FrancescoPeriti/Llama3Dictionary-merge
FrancescoPeriti/Llama3Dictionary-merge is an 8 billion parameter language model developed by Francesco Periti, integrating a fine-tuned Llama 3 model with Meta-Llama-3-8B-Instruct. This model is specifically fine-tuned on English datasets to generate concise sense definitions for target words within a given usage example. It functions as a dictionary, providing in-context definitions rather than selecting from a list, and has achieved new state-of-the-art results in definition generation and lexical semantics tasks.
Loading preview...
Model Overview
FrancescoPeriti/Llama3Dictionary-merge is an 8 billion parameter model that combines a specialized fine-tuned Llama 3 variant with the base meta-llama/Meta-Llama-3-8B-Instruct model. Developed by Francesco Periti, David Alfter, and Nina Tahmasebi, this model is designed to generate in-context sense definitions for English words, as detailed in their paper "Automatically Generated Definitions and their utility for Modeling Word Meaning" (https://aclanthology.org/2024.emnlp-main.776/).
Key Capabilities
- In-Context Definition Generation: Given a target word and a usage example, the model produces a precise sense definition for that specific context.
- Lexicographical Functionality: It operates like a dictionary, but instead of offering a list of definitions, it directly provides the relevant sense.
- Research-Oriented: Primarily intended for research purposes in lexical semantics.
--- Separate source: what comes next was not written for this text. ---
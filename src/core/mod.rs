//! 核心：错误分类、SQLite 辅助

pub mod error;
pub(crate) mod sql;

pub use error::{CoreError, Result};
- State-of-the-Art Performance: Achieves new state-of-the-art results in the Definition Generation task and improves performance on lexical semantics tasks such as Word-in-Context, Word Sense Induction, and Lexical Semantic Change.
Use Cases
- Lexicography Research: Ideal for studies involving automatic definition generation and understanding word meaning.
- NLP Applications: Can be integrated into systems requiring precise, context-aware word definitions.
Limitations
- English-Only: Fine-tuned exclusively on English datasets.
- Potential for Bias: Generated definitions may reflect biases and stereotypes present in the underlying language model and training data.